▶ ACTIVITY
What is the number of lines below that include the string "openxmlformats"? Provide that number alone.

▶ EXERCISE MATERIAL
#[cfg(test)]
mod tests {
    use super::*;

    #[test]
    fn test_resolve_path() {
        assert_eq!(
            OoxmlPackage::resolve_path("xl/workbook.xml", "worksheets/sheet1.xml"),
            "xl/worksheets/sheet1.xml"
        );
        assert_eq!(
            OoxmlPackage::resolve_path("xl/worksheets/sheet1.xml", "../sharedStrings.xml"),
            "xl/sharedStrings.xml"
        );
        assert_eq!(
            OoxmlPackage::resolve_path("xl/workbook.xml", "/xl/worksheets/sheet2.xml"),
            "xl/worksheets/sheet2.xml"
        );
    }

    #[test]
    fn test_rels_path_for() {
        assert_eq!(
            OoxmlPackage::rels_path_for("xl/worksheets/sheet1.xml"),
            "xl/worksheets/_rels/sheet1.xml.rels"
        );
        assert_eq!(OoxmlPackage::rels_path_for(""), "_rels/.rels");
        assert_eq!(
            OoxmlPackage::rels_path_for("xl/workbook.xml"),
            "xl/_rels/workbook.xml.rels"
        );
    }

    #[test]
    fn test_relationships_round_trip() {
        let xml = r#"<?xml version="1.0" encoding="UTF-8"?>
<Relationships xmlns="http://schemas.openxmlformats.org/package/2006/relationships">
  <Relationship Id="rId1" Type="http://x/drawing" Target="../drawings/drawing1.xml"/>
  <Relationship Id="rId2" Type="http://schemas.openxmlformats.org/officeDocument/2006/relationships/hyperlink" Target="https://a.example/?x=1&amp;y=2" TargetMode="External"/>
</Relationships>"#;

        let mut rels = Relationships::parse(xml).unwrap();
        assert_eq!(rels.len(), 2);
        let link = rels.get("rId2").unwrap();
        assert!(link.external);
        assert_eq!(link.target, "https://a.example/?x=1&y=2");
        assert_eq!(rels.get_by_type(REL_TYPE_HYPERLINK).len(), 1);

        rels.remove_type(REL_TYPE_HYPERLINK);
        assert_eq!(rels.next_id(), "rId2");

        let reparsed = Relationships::parse(&rels.to_xml()).unwrap();
        assert_eq!(reparsed.len(), 1);
        assert_eq!(reparsed.get("rId1").unwrap().target, "../drawings/drawing1.xml");
    }

    #[test]
    fn test_next_id_skips_past_highest() {
        let mut rels = Relationships::new();
        assert_eq!(rels.next_id(), "rId1");

        for id in ["rId3", "vmlDrawing1", "rId17", "rIdx"] {
            rels.add(Relationship {
                id: id.to_string(),
                rel_type: "http://x/drawing".to_string(),
                target: "../drawings/drawing1.xml".to_string(),
                external: false,
            });
        }
        assert_eq!(rels.next_id_number(), 18);
        assert_eq!(rels.next_id(), "rId18");
        assert!(rels.get("rId17").is_some());
        assert!(rels.get("rId4").is_none());

        rels.remove_type("http://x/drawing");
        assert!(rels.get("rId17").is_none());
        assert_eq!(rels.next_id(), "rId1");
    }

    #[test]
    fn test_package_parts_keep_order() {
        let mut package = OoxmlPackage::new();
        package.set_part("[Content_Types].xml", b"<Types/>".to_vec());
        package.set_part("xl/workbook.xml", b"<workbook/>".to_vec());
        package.set_part("[Content_Types].xml", b"<Types></Types>".to_vec());
        assert_eq!(package.list_files(), vec!["[Content_Types].xml", "xl/workbook.xml"]);

        let bytes = package.to_bytes().unwrap();
        let reread = OoxmlPackage::from_bytes(bytes).unwrap();
        assert_eq!(reread.list_files(), package.list_files());
        assert_eq!(reread.part("[Content_Types].xml"), Some(&b"<Types></Types>"[..]));

        let mut trimmed = reread.clone();
        trimmed.remove_part("[Content_Types].xml");
        assert!(!trimmed.exists("[Content_Types].xml"));
        assert_eq!(trimmed.part("xl/workbook.xml"), Some(&b"<workbook/>"[..]));
    }

    #[test]
    fn test_missing_part_is_reported() {
        let package = OoxmlPackage::new();
        assert!(matches!(
            package.read_xml("xl/workbook.xml"),
            Err(Error::MissingComponent(_))
        ));
        assert!(package
            .read_relationships("xl/workbook.xml")
            .unwrap()
            .is_empty());
    }

    #[test]
    fn test_utf16_decoding() {
        let utf16_le = b"\xFF\xFE<\0?\0x\0m\0l\0>\0";
        assert_eq!(decode_xml_bytes(utf16_le).unwrap(), "<?xml>");

        let utf16_be = b"\xFE\xFF\0<\0?\0x\0m\0l\0>";
        assert_eq!(decode_xml_bytes(utf16_be).unwrap(), "<?xml>");

        let utf8_bom = b"\xEF\xBB\xBF<?xml>";
        assert_eq!(decode_xml_bytes(utf8_bom).unwrap(), "<?xml>");

        let declared = "\u{FEFF}<?xml version=\"1.0\" encoding=\"UTF-16\"?><a/>";
        let mut bytes = vec![0xFF, 0xFE];
        for unit in declared.encode_utf16().skip(1) {
            bytes.extend_from_slice(&unit.to_le_bytes());
        }
        assert_eq!(
            decode_xml_bytes(&bytes).unwrap(),
            "<?xml version=\"1.0\" encoding=\"UTF-8\"?><a/>"
        );
    }

    #[test]
    fn test_xml_escape() {
        assert_eq!(xml_escape("plain"), "plain");
        assert_eq!(xml_escape("a&b<\"c\">"), "a&amp;b&lt;&quot;c&quot;&gt;");
    }
}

▶ SOLUTION TO THIS EXERCISE
2